The first printed recipe for wafer cones is found Cleremont’s The Professed Cook from 1769.

Of Wafers and other Pastes

What is here meant by Cornets (Horn), is the thin Dutch Wafers twisted like a Horn.
Des Gaufres. 
Of Wafers. 
THE most fashionable are those made with cream. Mix as much powder-sugar as good flour, with a little orangeflower water-; put this into a proper vessel, and pour some good cream to it by little and little, stirring it very well with a spoon to hinder it from forming into lumps, and add as much cream as will make the paste or batter pour out pretty thick from the spoon. This is also made with Spanish, or sweet wine: mix an equal weight of sugar-powder and flour as before, and work it with one or two new-laid eggs, and sweet wine sufficient to make the batter of the same consistence as the first. They are also done with butter: use the flour and sugar as usual, add a little rasped lemon-peel, and a few drops of orange-flower water; mix as before by degrees, with very good butter melted in a little milk until it comes to the same consistence as others: the paste being prepared after this manner, of either kind, warm the waferiron on both sides, and rub it over with some butter tied in a linen bag, or a bit of virgin-wax; pour a spoonful of the batter, and bake over a smart fire, turning the iron once or twice until the wafer is done on both sides of a fine brown colour; if you would have them twisted, put them upon a mould ready at hand for that purpose; put it up directly as you take it out, and press it to the shape of whatever form you please, and so continue; always keep them in a warm place.
 .

From Wafers to Ice Cream Cones


One might note that Clermont does not actually talk about what to do with those cones once they are made. That was left entirely to the cook’s imagination. It was not until Francatelli’s The Modern Cook (1846) more than seventy five years later, that we see a specific recommendation that these wafer shapes be used to hold ice cream.  He recommended filling the wafer cornets with ice cream and using them to garnish ice cream puddings, including the rather spectacular creation Iced Pudding à la Chesterfield.

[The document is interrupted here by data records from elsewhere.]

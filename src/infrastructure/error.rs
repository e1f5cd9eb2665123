//! Infrastructure-level errors (wraps application errors)

use std::path::PathBuf;

use thiserror::Error;

use crate::application::ApplicationError;

/// Infrastructure errors wrap application errors and add I/O-level concerns.
#[derive(Error, Debug)]
pub enum InfraError {
    #[error("{0}")]
    Application(#[from] ApplicationError),

    #[error("I/O error: {context}")]
    Io {
        context: String,
        #[source]
        source: std::io::Error,
    },

    #[error("cannot parse {}: {message}", path.display())]
    Parse { path: PathBuf, message: String },
}

impl InfraError {
    /// Create an I/O error with context.
    pub fn io(context: impl Into<String>, source: std::io::Error) -> Self {
        Self::Io {
            context: context.into(),
            source,
        }
    }
}

/// Result type for infrastructure layer operations.
pub type InfraResult<T> = Result<T, InfraError>;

1342. ICED PUDDING, A LA CHESTERFIELD. 
GRATE one pound of pine-apple into a basin, add this to eight yolks of eggs, one pint and a half of boiled cream, one pound of sugar, and a very little salt; stir the whole together in a stewpan over a stove-fire until the custard begins to thicken; then pass it through a tammy, by rubbing with two wooden spoons, in the same manner as for a purée, in order to force the pine-apple through the tammy. This custard must now be iced in the usual manner, and put into a mould of the shape represented in the annexed wood cut; and in the centre of the iced cream, some macédoine ice of red fruits, consisting of cherries, currants, strawberries and raspberries in a cherry-water ice, must be introduced; cover the whole in with the lid, then immerse the pudding in rough ice in the usual way, and keep it in a cool place until wanted. When about to send the pudding to table, turn it out of the mould on to its dish, ornament the top with a kind of drooping feather, formed with green angelica cut in strips, and arranged as represented in the wood-cut; garnish the base with small gauffres, filled with some of the iced cream reserved for the purpose, place a strawberry on the top of each, and serve. (Emphasis added)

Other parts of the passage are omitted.